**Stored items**
──────────────────────────────
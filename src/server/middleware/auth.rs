use sea_orm::DatabaseConnection;
use tower_sessions::Session;

use crate::server::{
    data::{student::StudentRepository, user::UserRepository},
    error::{auth::AuthError, AppError},
    middleware::session::AuthSession,
    model::{student::Student, user::User},
};

/// Role requirement checked by [`AuthGuard::require`].
pub enum Permission {
    Admin,
    Student,
}

/// Per-request authentication and authorization guard.
///
/// Resolves the session's user id to a database record and verifies the
/// requested role flags. Controllers call this before doing any work.
pub struct AuthGuard<'a> {
    db: &'a DatabaseConnection,
    session: &'a Session,
}

impl<'a> AuthGuard<'a> {
    pub fn new(db: &'a DatabaseConnection, session: &'a Session) -> Self {
        Self { db, session }
    }

    /// Requires an authenticated user holding every listed permission.
    ///
    /// # Arguments
    /// - `permissions` - Role requirements; empty means any logged-in user
    ///
    /// # Returns
    /// - `Ok(User)` - The authenticated user
    /// - `Err(AppError::AuthErr(_))` - Not logged in, unknown user, or a
    ///   missing role
    pub async fn require(&self, permissions: &[Permission]) -> Result<User, AppError> {
        let user_repo = UserRepository::new(self.db);

        let Some(user_id) = AuthSession::new(self.session).get_user_id().await? else {
            return Err(AuthError::NotAuthenticated.into());
        };

        let Some(user) = user_repo.find_by_id(user_id).await? else {
            return Err(AuthError::UserNotInDatabase(user_id).into());
        };

        for permission in permissions {
            match permission {
                Permission::Admin => {
                    if !user.is_admin {
                        return Err(AuthError::AccessDenied(
                            user_id,
                            "admin permission required".to_string(),
                        )
                        .into());
                    }
                }
                Permission::Student => {
                    if !user.is_student {
                        return Err(AuthError::AccessDenied(
                            user_id,
                            "student role required".to_string(),
                        )
                        .into());
                    }
                }
            }
        }

        Ok(user)
    }

    /// Requires an authenticated caller with the student role and resolves
    /// their profile.
    ///
    /// # Returns
    /// - `Ok((User, Student))` - Identity and its student profile
    /// - `Err(AppError::AuthErr(_))` - Not logged in, missing role, or an
    ///   identity without a profile
    pub async fn require_student(&self) -> Result<(User, Student), AppError> {
        let user = self.require(&[Permission::Student]).await?;

        let Some(student) = StudentRepository::new(self.db)
            .find_by_user_id(user.id)
            .await?
        else {
            return Err(AuthError::StudentProfileMissing(user.id).into());
        };

        Ok((user, student))
    }
}
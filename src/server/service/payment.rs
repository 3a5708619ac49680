use rust_decimal::Decimal;
use sea_orm::{DatabaseConnection, TransactionTrait};

use crate::{
    model::payment::{CreatePaymentDto, PaymentDto},
    server::{
        data::{payment::PaymentRepository, reservation::ReservationRepository},
        error::{payment::PaymentError, AppError},
        model::{payment::CreatePaymentParams, student::Student},
    },
};

/// Payment ledger: minimum-amount enforcement and reservation settlement.
pub struct PaymentService<'a> {
    db: &'a DatabaseConnection,
    entry_fee_minimum: Decimal,
}

impl<'a> PaymentService<'a> {
    pub fn new(db: &'a DatabaseConnection, entry_fee_minimum: Decimal) -> Self {
        Self {
            db,
            entry_fee_minimum,
        }
    }

    /// Gets the student's payments, newest payment date first.
    pub async fn list_for(&self, student: &Student) -> Result<Vec<PaymentDto>, AppError> {
        let rows = PaymentRepository::new(self.db)
            .get_for_student(student.id)
            .await?;

        Ok(rows
            .into_iter()
            .map(|(payment, move_in_date)| payment.into_dto(move_in_date))
            .collect())
    }

    /// Records a payment against one of the student's pending reservations.
    ///
    /// The target must be a reservation owned by the student that is still
    /// awaiting payment, and the amount must reach the configured entry-fee
    /// threshold. On acceptance the reservation advances to paid and the
    /// payment row is written with its first-save defaults (date forced to
    /// the move-in date, status forced to paid); both writes share one
    /// transaction. The status advance is conditioned on the reservation
    /// still being pending at write time, so of two concurrent payments
    /// exactly one settles the reservation and the loser is told no pending
    /// reservation matched.
    ///
    /// # Returns
    /// - `Ok(PaymentDto)` - The recorded payment
    /// - `Err(PaymentError::ReservationNotFound)` - No owned pending
    ///   reservation with that id (including race losers)
    /// - `Err(PaymentError::InsufficientAmount)` - Below the threshold
    pub async fn create(
        &self,
        student: &Student,
        dto: CreatePaymentDto,
    ) -> Result<PaymentDto, AppError> {
        let Some(reservation) = ReservationRepository::new(self.db)
            .find_owned_pending(dto.reservation_id, student.id)
            .await?
        else {
            return Err(PaymentError::ReservationNotFound(dto.reservation_id, student.id).into());
        };

        if dto.amount < self.entry_fee_minimum {
            return Err(PaymentError::InsufficientAmount {
                amount: dto.amount,
                minimum: self.entry_fee_minimum,
            }
            .into());
        }

        let txn = self.db.begin().await?;

        let advanced = ReservationRepository::new(&txn)
            .advance_to_paid_if_pending(reservation.id)
            .await?;
        if !advanced {
            txn.rollback().await?;
            return Err(PaymentError::ReservationNotFound(dto.reservation_id, student.id).into());
        }

        let payment = PaymentRepository::new(&txn)
            .create(
                CreatePaymentParams {
                    reservation_id: reservation.id,
                    amount: dto.amount,
                    payment_type: dto.payment_type,
                },
                reservation.move_in_date,
            )
            .await?;

        txn.commit().await?;

        Ok(payment.into_dto(reservation.move_in_date))
    }
}
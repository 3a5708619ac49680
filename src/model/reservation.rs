use chrono::{DateTime, NaiveDate, Utc};
use serde::{Deserialize, Serialize};

/// Reservation lifecycle state.
///
/// `Pending` is the only state the calendar-based derivation rule may
/// rewrite; `Paid` and `Cancelled` are terminal.
#[derive(Debug, Clone, Copy, PartialEq, Eq, Serialize, Deserialize)]
pub enum ReservationStatus {
    #[serde(rename = "ATT")]
    Pending,
    #[serde(rename = "VAL")]
    Confirmed,
    #[serde(rename = "ANNUL")]
    Cancelled,
    #[serde(rename = "PAYE")]
    Paid,
}

impl ReservationStatus {
    pub fn as_code(&self) -> &'static str {
        match self {
            Self::Pending => "ATT",
            Self::Confirmed => "VAL",
            Self::Cancelled => "ANNUL",
            Self::Paid => "PAYE",
        }
    }

    pub fn from_code(code: &str) -> Option<Self> {
        match code {
            "ATT" => Some(Self::Pending),
            "VAL" => Some(Self::Confirmed),
            "ANNUL" => Some(Self::Cancelled),
            "PAYE" => Some(Self::Paid),
            _ => None,
        }
    }
}

#[derive(Serialize, Deserialize, Clone)]
pub struct ReservationDto {
    pub id: i32,
    pub room_id: i32,
    pub matriculation_code: String,
    pub target_level: super::student::AcademicLevel,
    pub move_in_date: NaiveDate,
    pub created_at: DateTime<Utc>,
    pub status: ReservationStatus,
    /// Derived deadline for full payment; recomputed on every read, never
    /// stored.
    pub final_payment_date: NaiveDate,
}

#[derive(Serialize, Deserialize, Clone)]
pub struct CreateReservationDto {
    pub room_id: i32,
    pub target_level: super::student::AcademicLevel,
    pub move_in_date: NaiveDate,
}
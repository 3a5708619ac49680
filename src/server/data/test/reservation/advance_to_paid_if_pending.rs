use super::*;

/// Tests the one-way advance to paid.
///
/// The update is conditioned on the pending status, so a second advance
/// finds nothing to do.
///
/// Expected: Ok(true) then Ok(false), status stays paid
#[tokio::test]
async fn advances_exactly_once() -> Result<(), DbErr> {
    let test = TestBuilder::new()
        .with_reservation_tables()
        .build()
        .await
        .unwrap();
    let db = test.db.as_ref().unwrap();

    let (_user, student, room) = factory::helpers::create_reservation_dependencies(db).await?;
    let reservation = ReservationFactory::new(db, student.id, room.id).build().await?;

    let repo = ReservationRepository::new(db);

    assert!(repo.advance_to_paid_if_pending(reservation.id).await?);
    assert!(!repo.advance_to_paid_if_pending(reservation.id).await?);

    let stored = repo.find_by_id(reservation.id).await.unwrap().unwrap();
    assert_eq!(stored.status, ReservationStatus::Paid);

    Ok(())
}

/// Tests that confirmed reservations are not advanced.
///
/// The ledger only settles reservations still awaiting payment.
///
/// Expected: Ok(false) and the status untouched
#[tokio::test]
async fn leaves_confirmed_reservations_alone() -> Result<(), DbErr> {
    let test = TestBuilder::new()
        .with_reservation_tables()
        .build()
        .await
        .unwrap();
    let db = test.db.as_ref().unwrap();

    let (_user, student, room) = factory::helpers::create_reservation_dependencies(db).await?;
    let reservation = ReservationFactory::new(db, student.id, room.id)
        .status("VAL")
        .build()
        .await?;

    let repo = ReservationRepository::new(db);

    assert!(!repo.advance_to_paid_if_pending(reservation.id).await?);

    let stored = repo.find_by_id(reservation.id).await.unwrap().unwrap();
    assert_eq!(stored.status, ReservationStatus::Confirmed);

    Ok(())
}
use sea_orm::{DatabaseConnection, TransactionTrait};

use crate::{
    model::auth::SignupDto,
    server::{
        data::{
            matriculation::MatriculationRepository, student::StudentRepository,
            user::UserRepository,
        },
        error::{registry::RegistryError, signup::SignupError, AppError},
        model::{
            student::CreateStudentParams,
            user::{CreateUserParams, User},
        },
        service::{matriculation::MatriculationService, password},
    },
};

/// Student self-registration.
///
/// Creates the identity, the student profile and the matriculation
/// consumption flag as one atomic unit: either all three exist afterwards or
/// none do. The matriculation code doubles as the username.
pub struct SignupService<'a> {
    db: &'a DatabaseConnection,
}

impl<'a> SignupService<'a> {
    pub fn new(db: &'a DatabaseConnection) -> Self {
        Self { db }
    }

    /// Registers a new student.
    ///
    /// Validates the password confirmation and the matriculation code, then
    /// runs the three mutations in one transaction. The flag flip is
    /// conditioned on the entry still being unconsumed at write time, so of
    /// two concurrent signups with the same code exactly one commits; the
    /// loser's transaction rolls back and the precise registry reason is
    /// re-derived for the response.
    ///
    /// # Returns
    /// - `Ok(User)` - The created identity; the caller establishes the
    ///   session from it
    /// - `Err(SignupError::PasswordMismatch)` - Confirmation differs
    /// - `Err(RegistryError::_)` - Code absent, consumed or linked
    /// - `Err(AppError::DbErr)` - Storage failure, including unique
    ///   violations on username, email or matriculation code
    pub async fn signup(&self, dto: SignupDto) -> Result<User, AppError> {
        if dto.password != dto.password_confirm {
            return Err(SignupError::PasswordMismatch.into());
        }

        let registry = MatriculationService::new(self.db);
        registry.validate_for_signup(&dto.matriculation_code).await?;

        let password_hash = password::hash(&dto.password)?;

        let txn = self.db.begin().await?;

        let user = UserRepository::new(&txn)
            .create(CreateUserParams {
                username: dto.matriculation_code.clone(),
                email: dto.email,
                password_hash,
                is_admin: false,
                is_student: true,
            })
            .await?;

        StudentRepository::new(&txn)
            .create(CreateStudentParams {
                user_id: user.id,
                matriculation_code: dto.matriculation_code.clone(),
                last_name: dto.last_name,
                first_name: dto.first_name,
                major: dto.major,
                level: dto.level,
                phone: dto.phone,
            })
            .await?;

        let consumed = MatriculationRepository::new(&txn)
            .mark_used_if_unused(&dto.matriculation_code)
            .await?;

        if !consumed {
            // Lost the consumption race after the pre-check. Undo everything
            // and report the state the winner left behind.
            txn.rollback().await?;
            registry.validate_for_signup(&dto.matriculation_code).await?;

            return Err(RegistryError::AlreadyUsed(dto.matriculation_code).into());
        }

        txn.commit().await?;

        tracing::info!("Registered student account '{}'", user.username);

        Ok(user)
    }
}
use super::*;

/// Tests that a failed signup applies nothing at all.
///
/// The email collides with an existing account, so the identity insert (or
/// the profile insert after it) fails inside the transaction. No new
/// identity may remain and the registry entry must still be unconsumed:
/// an identity must never exist without its profile, and a consumed flag
/// must never exist without its account.
///
/// Expected: Err, no user for the code, used still false
#[tokio::test]
async fn failed_signup_leaves_no_partial_state() -> Result<(), DbErr> {
    let test = TestBuilder::new()
        .with_reservation_tables()
        .build()
        .await
        .unwrap();
    let db = test.db.as_ref().unwrap();

    MatriculationFactory::new(db).code("A12345").build().await?;

    UserFactory::new(db)
        .username("OTHER")
        .email("taken@example.com")
        .build()
        .await?;

    let result = SignupService::new(db)
        .signup(signup_dto("A12345", "taken@example.com"))
        .await;

    assert!(result.is_err());

    let ghost = entity::prelude::User::find()
        .filter(entity::user::Column::Username.eq("A12345"))
        .one(db)
        .await?;
    assert!(ghost.is_none());

    assert_eq!(entity::prelude::Student::find().count(db).await?, 0);

    let entry = entity::prelude::Matriculation::find()
        .filter(entity::matriculation::Column::Code.eq("A12345"))
        .one(db)
        .await?
        .unwrap();
    assert!(!entry.used);

    Ok(())
}
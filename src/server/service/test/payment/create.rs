use super::*;

/// Tests acceptance at exactly the threshold.
///
/// The payment is recorded with its forced defaults and the reservation
/// advances to paid.
///
/// Expected: Ok; date = move-in, status paid; reservation settled
#[tokio::test]
async fn accepts_amount_at_threshold_and_settles_reservation() -> Result<(), DbErr> {
    let test = TestBuilder::new()
        .with_payment_tables()
        .build()
        .await
        .unwrap();
    let db = test.db.as_ref().unwrap();

    let (_user, student, room) = factory::helpers::create_reservation_dependencies(db).await?;
    let move_in = NaiveDate::from_ymd_opt(2027, 2, 1).unwrap();
    let reservation = ReservationFactory::new(db, student.id, room.id)
        .move_in_date(move_in)
        .build()
        .await?;
    let student = Student::from_entity(student).unwrap();

    let caller_supplied_date = NaiveDate::from_ymd_opt(2026, 12, 24).unwrap();
    let mut dto = payment_dto(reservation.id, minimum());
    dto.payment_date = Some(caller_supplied_date);
    dto.status = Some(PaymentStatus::Partial);

    let payment = PaymentService::new(db, minimum())
        .create(&student, dto)
        .await
        .unwrap();

    // The supplied date and status are overridden, not defaulted.
    assert_eq!(payment.payment_date, move_in);
    assert_eq!(payment.status, PaymentStatus::Paid);
    assert_eq!(payment.amount, minimum());

    let settled = ReservationRepository::new(db)
        .find_by_id(reservation.id)
        .await
        .unwrap()
        .unwrap();
    assert_eq!(settled.status, ReservationStatus::Paid);

    Ok(())
}

/// Tests rejection one unit below the threshold.
///
/// Expected: Err(InsufficientAmount), reservation untouched
#[tokio::test]
async fn rejects_amount_below_threshold() -> Result<(), DbErr> {
    let test = TestBuilder::new()
        .with_payment_tables()
        .build()
        .await
        .unwrap();
    let db = test.db.as_ref().unwrap();

    let (_user, student, room) = factory::helpers::create_reservation_dependencies(db).await?;
    let reservation = ReservationFactory::new(db, student.id, room.id).build().await?;
    let student = Student::from_entity(student).unwrap();

    let result = PaymentService::new(db, minimum())
        .create(&student, payment_dto(reservation.id, minimum() - Decimal::ONE))
        .await;

    assert!(matches!(
        result,
        Err(AppError::PaymentErr(PaymentError::InsufficientAmount { .. }))
    ));

    let untouched = ReservationRepository::new(db)
        .find_by_id(reservation.id)
        .await
        .unwrap()
        .unwrap();
    assert_eq!(untouched.status, ReservationStatus::Pending);

    Ok(())
}

/// Tests the ownership and status requirements of the target reservation.
///
/// Another student's reservation and the caller's own already-paid one both
/// fail the owned-pending lookup.
///
/// Expected: Err(ReservationNotFound) in both cases
#[tokio::test]
async fn rejects_unowned_or_nonpending_reservation() -> Result<(), DbErr> {
    let test = TestBuilder::new()
        .with_payment_tables()
        .build()
        .await
        .unwrap();
    let db = test.db.as_ref().unwrap();

    let (_user, owner, room) = factory::helpers::create_reservation_dependencies(db).await?;
    let reservation = ReservationFactory::new(db, owner.id, room.id).build().await?;

    let (_other_user, other, _other_room) =
        factory::helpers::create_reservation_dependencies(db).await?;
    let other = Student::from_entity(other).unwrap();

    let service = PaymentService::new(db, minimum());

    let unowned = service
        .create(&other, payment_dto(reservation.id, minimum()))
        .await;
    assert!(matches!(
        unowned,
        Err(AppError::PaymentErr(PaymentError::ReservationNotFound(_, _)))
    ));

    let owner = Student::from_entity(owner).unwrap();
    service
        .create(&owner, payment_dto(reservation.id, minimum()))
        .await
        .unwrap();

    // Settled once; a second payment finds no pending reservation anymore.
    let second = service
        .create(&owner, payment_dto(reservation.id, minimum()))
        .await;
    assert!(matches!(
        second,
        Err(AppError::PaymentErr(PaymentError::ReservationNotFound(_, _)))
    ));

    Ok(())
}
──────────────────────────────
**What the exercise asks**
Please make an exact copy of the lines above from the line with "pub async fn require(&self, permissions: &[Permission])" through the line with "let Some(user) = user_repo.find_by_id(user_id).await?", both ends included.

**Written response**
    pub async fn require(&self, permissions: &[Permission]) -> Result<User, AppError> {
        let user_repo = UserRepository::new(self.db);

        let Some(user_id) = AuthSession::new(self.session).get_user_id().await? else {
            return Err(AuthError::NotAuthenticated.into());
        };

        let Some(user) = user_repo.find_by_id(user_id).await? else {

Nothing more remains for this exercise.